Configuration with Docker behind Reverse Proxy

[The-Inamati]

Hi, I'm having an issue deploying this awesome service. I set up my compose like this:

    build: $DOCKERDIR/apps/killthenewsletter
    container_name: ktn
    networks:
      - traefik
    security_opt:
      - no-new-privileges:true
    restart: unless-stopped
    ports:
      - 2525:2525
    labels:
      - "traefik.enable=true"
      ## HTTP Routers
      - "traefik.http.routers.ktn.entrypoints=https"
      - "traefik.http.routers.ktn.rule=Host(`$KTN_SUBDOMAIN.$DOMAINNAME1`)"
      - "traefik.http.routers.ktn.tls=true"
      ## HTTP Services
      - "traefik.http.routers.ktn.service=ktn"
      - "traefik.http.services.ktn.loadbalancer.server.port=8000"
      - "traefik.http.routers.ktn.middlewares=chain-no-auth@file"

The container builds successfully and runs and I can access it through my Traefik reverse proxy without an issue.

When I generate an email if I send an email to it I get the following error: 554 5.7.1 <3qmeii7netl0a5dp@ktn.undebug.com>: Relay access denied

My Dockerfile is:

FROM node:latest

WORKDIR /kill-the-newsletter

COPY package*.json ./
RUN npm ci --production
COPY . .

VOLUME /kill-the-newsletter/static/feeds/
VOLUME /kill-the-newsletter/static/alternate/

ENV WEB_PORT=8000
ENV EMAIL_PORT=2525
ENV BASE_URL=https://ktn.undebug.com
ENV EMAIL_DOMAIN=ktn.undebug.com
ENV ISSUE_REPORT=mailto:webmaster@undebug.com

EXPOSE 8000
EXPOSE 2525

CMD npm start

The port 2525 is open. I have no idea what I'm missing. Can somebody help?

[leafac]

@The-Inamati: Thanks for the nice words about my work 😃

Judging by the error message, it seems like your emails are reaching a mail server, who’s declining to deliver the messages. The thing is: That doesn’t sound like the Kill the Newsletter! email server!
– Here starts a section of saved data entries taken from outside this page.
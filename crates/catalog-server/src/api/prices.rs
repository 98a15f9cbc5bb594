use std::collections::BTreeMap;

use axum::{
    extract::{Path, Query, State},
    http::StatusCode,
    Extension, Json,
};
use catalog_core::{PriceQuote, PriceUpdate};
use catalog_feed::SyncReport;
use catalog_service::{ServiceError, SetPrice};
use serde::{Deserialize, Serialize};

use crate::middleware::RequestId;

use super::{map_service_error, ApiError, ApiResponse, AppState};

#[derive(Debug, Serialize)]
pub(super) struct BulkSetResponse {
    updated: usize,
}

#[derive(Debug, Deserialize)]
pub(super) struct SyncQuery {
    #[serde(default)]
    pub dry_run: bool,
}

pub(super) async fn get_price(
    State(state): State<AppState>,
    Extension(req_id): Extension<RequestId>,
    Path(sku): Path<String>,
) -> Result<Json<ApiResponse<PriceQuote>>, ApiError> {
    let quote = state
        .catalog
        .get_price(&sku)
        .await
        .map_err(|e| map_service_error(req_id.0.clone(), &e))?
        .ok_or_else(|| {
            ApiError::new(&req_id.0, "not_found", format!("price for '{sku}' not found"))
        })?;

    Ok(ApiResponse::new(quote, req_id.0))
}

pub(super) async fn list_prices(
    State(state): State<AppState>,
    Extension(req_id): Extension<RequestId>,
) -> Result<Json<ApiResponse<BTreeMap<String, PriceQuote>>>, ApiError> {
    let prices = state
        .catalog
        .list_prices()
        .await
        .map_err(|e| map_service_error(req_id.0.clone(), &e))?;

    Ok(ApiResponse::new(prices, req_id.0))
}

/// GET /api/v1/prices/tracked: SKUs the feed sync will refresh.
pub(super) async fn list_tracked(
    State(state): State<AppState>,
    Extension(req_id): Extension<RequestId>,
) -> Result<Json<ApiResponse<Vec<String>>>, ApiError> {
    let skus = state
        .catalog
        .list_tracked()
        .await
        .map_err(|e| map_service_error(req_id.0.clone(), &e))?;

    Ok(ApiResponse::new(skus, req_id.0))
}

/// PUT /api/v1/prices/{sku}: replaces the stored price.
pub(super) async fn set_price(
    State(state): State<AppState>,
    Extension(req_id): Extension<RequestId>,
    Path(sku): Path<String>,
    Json(body): Json<SetPrice>,
) -> Result<Json<ApiResponse<PriceQuote>>, ApiError> {
    let quote = state
        .catalog
        .set_price(&sku, body)
        .await
        .map_err(|e| map_service_error(req_id.0.clone(), &e))?;

    Ok(ApiResponse::new(quote, req_id.0))
}

/// POST /api/v1/prices/bulk: `{sku: {price, old_price?, currency?, is_tracked?}}`.
pub(super) async fn bulk_set_prices(
    State(state): State<AppState>,
    Extension(req_id): Extension<RequestId>,
    Json(body): Json<BTreeMap<String, PriceUpdate>>,
) -> Result<Json<ApiResponse<BulkSetResponse>>, ApiError> {
    let updated = state
        .catalog
        .bulk_set_prices(&body)
        .await
        .map_err(|e| map_service_error(req_id.0.clone(), &e))?;

    Ok(ApiResponse::new(BulkSetResponse { updated }, req_id.0))
}

pub(super) async fn delete_price(
    State(state): State<AppState>,
    Extension(req_id): Extension<RequestId>,
    Path(sku): Path<String>,
) -> Result<StatusCode, ApiError> {
    state
        .catalog
        .delete_price(&sku)
        .await
        .map_err(|e| map_service_error(req_id.0, &e))?;

    Ok(StatusCode::NO_CONTENT)
}

/// POST /api/v1/prices/sync?dry_run=true
pub(super) async fn sync_prices(
    State(state): State<AppState>,
    Extension(req_id): Extension<RequestId>,
    Query(query): Query<SyncQuery>,
) -> Result<Json<ApiResponse<SyncReport>>, ApiError> {
    let Some(client) = state.feed.as_deref() else {
        return Err(map_service_error(
            req_id.0,
            &ServiceError::FeedNotConfigured,
        ));
    };

    let report = state
        .catalog
        .sync_prices(client, query.dry_run)
        .await
        .map_err(|e| map_service_error(req_id.0.clone(), &e))?;

    Ok(ApiResponse::new(report, req_id.0))
}
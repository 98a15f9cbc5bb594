//! Spreadsheet import and export.
//!
//! Uploads are the raw request body, either an XLSX workbook or CSV text;
//! the format is sniffed from the leading bytes. Downloads pick their
//! format from `?format=xlsx|csv` (default `xlsx`).

use axum::{
    body::Bytes,
    extract::{Path, Query, State},
    http::header,
    response::{IntoResponse, Response},
    Extension, Json,
};
use catalog_service::{ImportReport, ServiceError};
use catalog_sheets::{SheetFormat, TemplateKind};
use serde::Deserialize;

use crate::middleware::RequestId;

use super::{map_service_error, ApiError, ApiResponse, AppState};

#[derive(Debug, Deserialize)]
pub(super) struct FormatQuery {
    pub format: Option<String>,
}

fn parse_format(request_id: &str, raw: Option<&str>) -> Result<SheetFormat, ApiError> {
    raw.map_or(Ok(SheetFormat::default()), str::parse::<SheetFormat>)
        .map_err(|message: String| ApiError::new(request_id, "validation_error", message))
}

fn require_body(request_id: &str, body: &Bytes) -> Result<(), ApiError> {
    if body.is_empty() {
        return Err(ApiError::new(
            request_id,
            "validation_error",
            "request body must contain a spreadsheet",
        ));
    }
    Ok(())
}

fn attachment(format: SheetFormat, stem: &str, bytes: Vec<u8>) -> Response {
    let disposition = format!("attachment; filename=\"{stem}.{}\"", format.extension());
    (
        [
            (header::CONTENT_TYPE, format.content_type().to_string()),
            (header::CONTENT_DISPOSITION, disposition),
        ],
        bytes,
    )
        .into_response()
}

/// POST /api/v1/import/products
pub(super) async fn import_products(
    State(state): State<AppState>,
    Extension(req_id): Extension<RequestId>,
    body: Bytes,
) -> Result<Json<ApiResponse<ImportReport>>, ApiError> {
    require_body(&req_id.0, &body)?;
    let report = state
        .catalog
        .import_products(&body)
        .await
        .map_err(|e| map_service_error(req_id.0.clone(), &e))?;

    Ok(ApiResponse::new(report, req_id.0))
}

/// POST /api/v1/import/prices
pub(super) async fn import_prices(
    State(state): State<AppState>,
    Extension(req_id): Extension<RequestId>,
    body: Bytes,
) -> Result<Json<ApiResponse<ImportReport>>, ApiError> {
    require_body(&req_id.0, &body)?;
    let report = state
        .catalog
        .import_prices(&body)
        .await
        .map_err(|e| map_service_error(req_id.0.clone(), &e))?;

    Ok(ApiResponse::new(report, req_id.0))
}

pub(super) async fn export_products(
    State(state): State<AppState>,
    Extension(req_id): Extension<RequestId>,
    Query(query): Query<FormatQuery>,
) -> Result<Response, ApiError> {
    let format = parse_format(&req_id.0, query.format.as_deref())?;
    let bytes = state
        .catalog
        .export_products(format)
        .await
        .map_err(|e| map_service_error(req_id.0, &e))?;

    Ok(attachment(format, "products", bytes))
}

pub(super) async fn export_prices(
    State(state): State<AppState>,
    Extension(req_id): Extension<RequestId>,
    Query(query): Query<FormatQuery>,
) -> Result<Response, ApiError> {
    let format = parse_format(&req_id.0, query.format.as_deref())?;
    let bytes = state
        .catalog
        .export_prices(format)
        .await
        .map_err(|e| map_service_error(req_id.0, &e))?;

    Ok(attachment(format, "prices", bytes))
}

/// GET /api/v1/export/templates/{kind}: an empty import sheet with one example row.
pub(super) async fn export_template(
    Extension(req_id): Extension<RequestId>,
    Path(kind): Path<String>,
    Query(query): Query<FormatQuery>,
) -> Result<Response, ApiError> {
    let kind: TemplateKind = kind
        .parse()
        .map_err(|message: String| ApiError::new(&req_id.0, "not_found", message))?;
    let format = parse_format(&req_id.0, query.format.as_deref())?;
    let bytes = catalog_sheets::template(kind, format)
        .map_err(|e| map_service_error(req_id.0, &ServiceError::Sheet(e)))?;

    let stem = match kind {
        TemplateKind::Products => "products_template",
        TemplateKind::Prices => "prices_template",
    };
    Ok(attachment(format, stem, bytes))
}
One thing I know for sure: Kill the Newsletter! doesn’t send that type of error message: if it doesn’t recognize an address, it considers that as spam and drops the message on the floor.

Under the hood we’re using the smtp-server package, but I don’t think it would send that kind of error message either.

Also, you’re running the email server on port 2525, which is for development/test. In production, you should use port 25, which is the appropriate port for SMTP servers receiving email from the internet.

Then again, you may not be able to do that, because it sounds like your server already has an email service running on that port…

Let me know how it goes.

[The-Inamati]

You are right I do have a mail server already running on that port. Is there a way to run Kill The Newsletter through an existing mail server?

[leafac]

I really recommend that you let Kill the Newsletter! sit on a machine by itself.

That said: I’ve never done this myself, but I think there are two ways to do what you asked for (in the following discussion say your email server is Exim):

1. Exim relays the emails to Kill the Newsletter!

This is similar to how you’d setup email forwarding. You’re probably interested in the SMTP transport.

You must also configure Kill the Newsletter! to run the email server on a port other than 25 (for example, 2525, as you’re already doing). Check the EMAIL_PORT environment variable.

2. A mail proxy sits in front of both Exim and Kill the Newsletter!

I think the most popular solution as a mail proxy is nginx. Start here: http://nginx.org/en/docs/mail/ngx_mail_core_module.html https://docs.nginx.com/nginx/admin-guide/mail-proxy/mail-proxy/

Good luck. Let me know how it goes.

I’m closing this for now since the main issue seems to have been resolved.

[The-Inamati]

Follow Up to this. I added a routing rule in my mail server pointing to the Kill The Newsletter container. When I test the routing in the mail server it appears to be working as you can see below:

The issue is that the feed isn't updated. I checked the feeds folder inside the container and there is a XML file with the feed information. How can I troubleshoot this further?

[The-Inamati]

Nevermind. It's working now.

[leafac]

👍

What was wrong? Or was it one of those issues that solves itself and you never get to learn what happened?